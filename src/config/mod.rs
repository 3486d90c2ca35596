//! # Configuration Management Module
//!
//! Configuration for the `habitquest` CLI: engine defaults, storage location and
//! logging. The progression library itself takes every parameter explicitly;
//! this module only supplies the values the binary passes in.
//!
//! ## Configuration Structure
//!
//! - [`EngineConfig`] - Default heal/damage points, calendar offset, future-login policy
//! - [`StorageConfig`] - Sled database location
//! - [`LoggingConfig`] - Log level and optional log file
//!
//! ## Configuration File Format
//!
//! ```toml
//! [engine]
//! default_heal_points = 15
//! default_damage_points = 25
//! utc_offset_minutes = 0
//! future_login_policy = "ignore"
//!
//! [storage]
//! data_dir = "./data"
//!
//! [logging]
//! level = "info"
//! file = "habitquest.log"
//! ```
//!
//! Every key in `[engine]` is optional and falls back to the defaults above.

use anyhow::{anyhow, Result};
use chrono::FixedOffset;
use serde::{Deserialize, Serialize};
use tokio::fs;

use crate::progression::{FutureLoginPolicy, DEFAULT_DAMAGE_POINTS, DEFAULT_HEAL_POINTS};

#[derive(Debug, Clone, Serialize, Deserialize)]
pub struct Config {
    #[serde(default)]
    pub engine: EngineConfig,
    pub storage: StorageConfig,
    pub logging: LoggingConfig,
}

#[derive(Debug, Clone, Serialize, Deserialize, PartialEq, Eq)]
pub struct EngineConfig {
    /// Points restored by `heal` when `--points` is not given.
    #[serde(default = "default_heal_points")]
    pub default_heal_points: u32,
    /// Points removed by `damage` when `--points` is not given.
    #[serde(default = "default_damage_points")]
    pub default_damage_points: u32,
    /// Offset from UTC, in minutes, used to decide calendar days for streaks.
    /// Must lie strictly within ±24h.
    #[serde(default)]
    pub utc_offset_minutes: i32,
    /// What to do when a stored last login is dated after today.
    #[serde(default)]
    pub future_login_policy: FutureLoginPolicy,
}

fn default_heal_points() -> u32 {
    DEFAULT_HEAL_POINTS
}

fn default_damage_points() -> u32 {
    DEFAULT_DAMAGE_POINTS
}

impl Default for EngineConfig {
    fn default() -> Self {
        Self {
            default_heal_points: DEFAULT_HEAL_POINTS,
            default_damage_points: DEFAULT_DAMAGE_POINTS,
            utc_offset_minutes: 0,
            future_login_policy: FutureLoginPolicy::Ignore,
        }
    }
}

impl EngineConfig {
    /// Time zone used for streak calendar days.
    pub fn calendar_offset(&self) -> Result<FixedOffset> {
        FixedOffset::east_opt(self.utc_offset_minutes.saturating_mul(60)).ok_or_else(|| {
            anyhow!(
                "utc_offset_minutes {} is outside ±1439",
                self.utc_offset_minutes
            )
        })
    }
}

#[derive(Debug, Clone, Serialize, Deserialize)]
pub struct StorageConfig {
    pub data_dir: String,
    /// Optional override for the Sled database path; defaults to `<data_dir>/characters`.
    #[serde(default, skip_serializing_if = "Option::is_none")]
    pub db_path: Option<String>,
}

impl StorageConfig {
    pub fn character_db_path(&self) -> String {
        match &self.db_path {
            Some(path) => path.clone(),
            None => format!("{}/characters", self.data_dir.trim_end_matches('/')),
        }
    }
}

#[derive(Debug, Clone, Serialize, Deserialize)]
pub struct LoggingConfig {
    pub level: String,
    #[serde(default, skip_serializing_if = "Option::is_none")]
    pub file: Option<String>,
}

impl Config {
    /// Load configuration from a file
    pub async fn load(path: &str) -> Result<Self> {
        let content = fs::read_to_string(path)
            .await
            .map_err(|e| anyhow!("Failed to read config file {}: {}", path, e))?;

        let config: Config = toml::from_str(&content)
            .map_err(|e| anyhow!("Failed to parse config file {}: {}", path, e))?;

        config.engine.calendar_offset()?;
        Ok(config)
    }

    /// Create a default configuration file
    pub async fn create_default(path: &str) -> Result<()> {
        let config = Config::default();
        let content = toml::to_string_pretty(&config)
            .map_err(|e| anyhow!("Failed to serialize default config: {}", e))?;

        fs::write(path, content)
            .await
            .map_err(|e| anyhow!("Failed to write config file {}: {}", path, e))?;

        Ok(())
    }
}

impl Default for Config {
    fn default() -> Self {
        Config {
            engine: EngineConfig::default(),
            storage: StorageConfig {
                data_dir: "./data".to_string(),
                db_path: None,
            },
            logging: LoggingConfig {
                level: "info".to_string(),
                file: Some("habitquest.log".to_string()),
            },
        }
    }
}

=-=-=

→ **What to do**
Return all entries exactly.

→ **Output of the exercise**
filename src/config/mod.rs
repository 3486d90c2ca35596
//! # Configuration Management Module
//!
//! Configuration for the `habitquest` CLI: engine defaults, storage location and
//! logging. The progression library itself takes every parameter explicitly;
//! this module only supplies the values the binary passes in.
//!
//! ## Configuration Structure
//!
//! - [`EngineConfig`] - Default heal/damage points, calendar offset, future-login policy
//! - [`StorageConfig`] - Sled database location
//! - [`LoggingConfig`] - Log level and optional log file
//!
//! ## Configuration File Format
//!
//! ```toml
//! [engine]
//! default_heal_points = 15
//! default_damage_points = 25
//! utc_offset_minutes = 0
//! future_login_policy = "ignore"
//!
//! [storage]
//! data_dir = "./data"
//!
//! [logging]
//! level = "info"
//! file = "habitquest.log"
//! ```
//!
//! Every key in `[engine]` is optional and falls back to the defaults above.

use anyhow::{anyhow, Result};
use chrono::FixedOffset;
use serde::{Deserialize, Serialize};
use tokio::fs;

use crate::progression::{FutureLoginPolicy, DEFAULT_DAMAGE_POINTS, DEFAULT_HEAL_POINTS};

#[derive(Debug, Clone, Serialize, Deserialize)]
pub struct Config {
    #[serde(default)]
    pub engine: EngineConfig,
    pub storage: StorageConfig,
    pub logging: LoggingConfig,
}

#[derive(Debug, Clone, Serialize, Deserialize, PartialEq, Eq)]
pub struct EngineConfig {
    /// Points restored by `heal` when `--points` is not given.
    #[serde(default = "default_heal_points")]
    pub default_heal_points: u32,
    /// Points removed by `damage` when `--points` is not given.
    #[serde(default = "default_damage_points")]
    pub default_damage_points: u32,
    /// Offset from UTC, in minutes, used to decide calendar days for streaks.
    /// Must lie strictly within ±24h.
    #[serde(default)]
    pub utc_offset_minutes: i32,
    /// What to do when a stored last login is dated after today.
    #[serde(default)]
    pub future_login_policy: FutureLoginPolicy,
}

fn default_heal_points() -> u32 {
    DEFAULT_HEAL_POINTS
}

fn default_damage_points() -> u32 {
    DEFAULT_DAMAGE_POINTS
}

impl Default for EngineConfig {
    fn default() -> Self {
        Self {
            default_heal_points: DEFAULT_HEAL_POINTS,
            default_damage_points: DEFAULT_DAMAGE_POINTS,
            utc_offset_minutes: 0,
            future_login_policy: FutureLoginPolicy::Ignore,
        }
    }
}

impl EngineConfig {
    /// Time zone used for streak calendar days.
    pub fn calendar_offset(&self) -> Result<FixedOffset> {
        FixedOffset::east_opt(self.utc_offset_minutes.saturating_mul(60)).ok_or_else(|| {
            anyhow!(
                "utc_offset_minutes {} is outside ±1439",
                self.utc_offset_minutes
            )
        })
    }
}

#[derive(Debug, Clone, Serialize, Deserialize)]
pub struct StorageConfig {
    pub data_dir: String,
    /// Optional override for the Sled database path; defaults to `<data_dir>/characters`.
    #[serde(default, skip_serializing_if = "Option::is_none")]
    pub db_path: Option<String>,
}

impl StorageConfig {
    pub fn character_db_path(&self) -> String {
        match &self.db_path {
            Some(path) => path.clone(),
            None => format!("{}/characters", self.data_dir.trim_end_matches('/')),
        }
    }
}

#[derive(Debug, Clone, Serialize, Deserialize)]
pub struct LoggingConfig {
    pub level: String,
    #[serde(default, skip_serializing_if = "Option::is_none")]
    pub file: Option<String>,
}

impl Config {
    /// Load configuration from a file
    pub async fn load(path: &str) -> Result<Self> {
        let content = fs::read_to_string(path)
            .await
            .map_err(|e| anyhow!("Failed to read config file {}: {}", path, e))?;

        let config: Config = toml::from_str(&content)
            .map_err(|e| anyhow!("Failed to parse config file {}: {}", path, e))?;

        config.engine.calendar_offset()?;
        Ok(config)
    }

    /// Create a default configuration file
    pub async fn create_default(path: &str) -> Result<()> {
        let config = Config::default();
        let content = toml::to_string_pretty(&config)
            .map_err(|e| anyhow!("Failed to serialize default config: {}", e))?;

        fs::write(path, content)
            .await
            .map_err(|e| anyhow!("Failed to write config file {}: {}", path, e))?;

        Ok(())
    }
}

impl Default for Config {
    fn default() -> Self {
        Config {
            engine: EngineConfig::default(),
            storage: StorageConfig {
                data_dir: "./data".to_string(),
                db_path: None,
            },
            logging: LoggingConfig {
                level: "info".to_string(),
                file: Some("habitquest.log".to_string()),
            },
        }
    }
}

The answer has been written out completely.